-------- Data section

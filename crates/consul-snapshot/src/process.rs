use std::io::{BufReader, Read};
use std::process::{Child, Command, Output, Stdio};
use std::thread::JoinHandle;

use tracing::debug;

use crate::error::{Error, Result};
use crate::log_sanitize::sanitize_log_line;

pub(crate) fn run_command_output(cmd: &mut Command) -> Result<Output> {
    cmd.output()
        .map_err(|e| Error::msg(format!("failed to run command {:?}: {e}", cmd)))
}

pub(crate) fn run_command_capture(mut cmd: Command) -> Result<()> {
    let out = run_command_output(&mut cmd)?;
    if out.status.success() {
        return Ok(());
    }
    let msg = command_summary(&out);
    Err(Error::msg(format!("command failed: {msg}")))
}

pub(crate) fn command_summary(out: &Output) -> String {
    let stderr = sanitize_log_line(String::from_utf8_lossy(&out.stderr).trim());
    let stdout = sanitize_log_line(String::from_utf8_lossy(&out.stdout).trim());
    if !stderr.is_empty() {
        return stderr;
    }
    if !stdout.is_empty() {
        return stdout;
    }
    format!("status {}", out.status)
}

/// Spawn `cmd` in its own process group with piped output.
///
/// Every output line is sanitized and logged at debug level under `label`.
/// The returned handles finish once the child's pipes close.
pub(crate) fn spawn_grouped(
    mut cmd: Command,
    label: &'static str,
) -> Result<(Child, Vec<JoinHandle<()>>)> {
    #[cfg(unix)]
    {
        use std::os::unix::process::CommandExt;
        unsafe {
            cmd.pre_exec(|| {
                if libc::setpgid(0, 0) != 0 {
                    return Err(std::io::Error::last_os_error());
                }
                Ok(())
            });
        }
    }

    let mut child = cmd
        .stdin(Stdio::null())
        .stdout(Stdio::piped())
        .stderr(Stdio::piped())
        .spawn()
        .map_err(|e| Error::msg(format!("failed to spawn {:?}: {e}", cmd.get_program())))?;

    let mut drains = Vec::new();
    if let Some(out) = child.stdout.take() {
        drains.push(spawn_drain(out, label));
    }
    if let Some(err) = child.stderr.take() {
        drains.push(spawn_drain(err, label));
    }
    Ok((child, drains))
}

fn spawn_drain<R: Read + Send + 'static>(reader: R, label: &'static str) -> JoinHandle<()> {
    // Subscribers installed with `set_default` are thread-local; carry ours over.
    let dispatch = tracing::dispatcher::get_default(|d| d.clone());
    std::thread::spawn(move || {
        tracing::dispatcher::with_default(&dispatch, || {
            read_output_stream(reader, |line| {
                let line = sanitize_log_line(&line);
                if !line.is_empty() {
                    debug!(source = label, "{line}");
                }
            })
        })
    })
}

fn read_output_stream<R: Read>(reader: R, mut on_line: impl FnMut(String)) {
    const MAX_PENDING_BYTES: usize = 16 * 1024;
    let mut r = BufReader::new(reader);
    let mut buf = [0u8; 8192];
    let mut pending = Vec::with_capacity(1024);

    loop {
        let n = match r.read(&mut buf) {
            Ok(0) => break,
            Ok(n) => n,
            Err(_) => break,
        };
        for b in &buf[..n] {
            if *b == b'\n' || *b == b'\r' {
                if pending.is_empty() {
                    continue;
                }
                on_line(String::from_utf8_lossy(&pending).into_owned());
                pending.clear();
            } else {
                pending.push(*b);
                if pending.len() >= MAX_PENDING_BYTES {
                    on_line(String::from_utf8_lossy(&pending).into_owned());
                    pending.clear();
                }
            }
        }
    }

    if !pending.is_empty() {
        on_line(String::from_utf8_lossy(&pending).into_owned());
    }
}

pub(crate) fn kill_pgroup(pgid: u32, force: bool) {
    #[cfg(unix)]
    {
        let sig = if force { libc::SIGKILL } else { libc::SIGTERM };
        // Negative PID targets the whole process group.
        let _ = unsafe { libc::kill(-(pgid as i32), sig) };
    }
    #[cfg(not(unix))]
    {
        let _ = (pgid, force);
    }
}

#[cfg(test)]
mod tests {
    use super::*;

    #[test]
    fn splits_lines_and_skips_blank_ones() {
        let mut lines = Vec::new();
        read_output_stream(&b"one\r\n\ntwo\nthree"[..], |l| lines.push(l));
        assert_eq!(lines, vec!["one", "two", "three"]);
    }

    #[cfg(unix)]
    #[test]
    fn capture_reports_stderr_on_failure() {
        let mut cmd = Command::new("sh");
        cmd.arg("-c").arg("echo boom >&2; exit 3");
        let err = run_command_capture(cmd).unwrap_err();
        assert!(err.to_string().contains("boom"), "{err}");
    }

    #[cfg(unix)]
    #[test]
    fn grouped_child_can_be_killed_by_group() {
        let mut cmd = Command::new("sh");
        cmd.arg("-c").arg("echo started; sleep 30");
        let (mut child, drains) = spawn_grouped(cmd, "test").expect("spawn");
        kill_pgroup(child.id(), true);
        let status = child.wait().expect("wait");
        assert!(!status.success());
        for h in drains {
            h.join().expect("drain join");
        }
    }
}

----------------

-- Goal of the exercise --
Copy out each line of the data in which the word "unsafe" appears.

-- Output below --
        unsafe {
        let _ = unsafe { libc::kill(-(pgid as i32), sig) };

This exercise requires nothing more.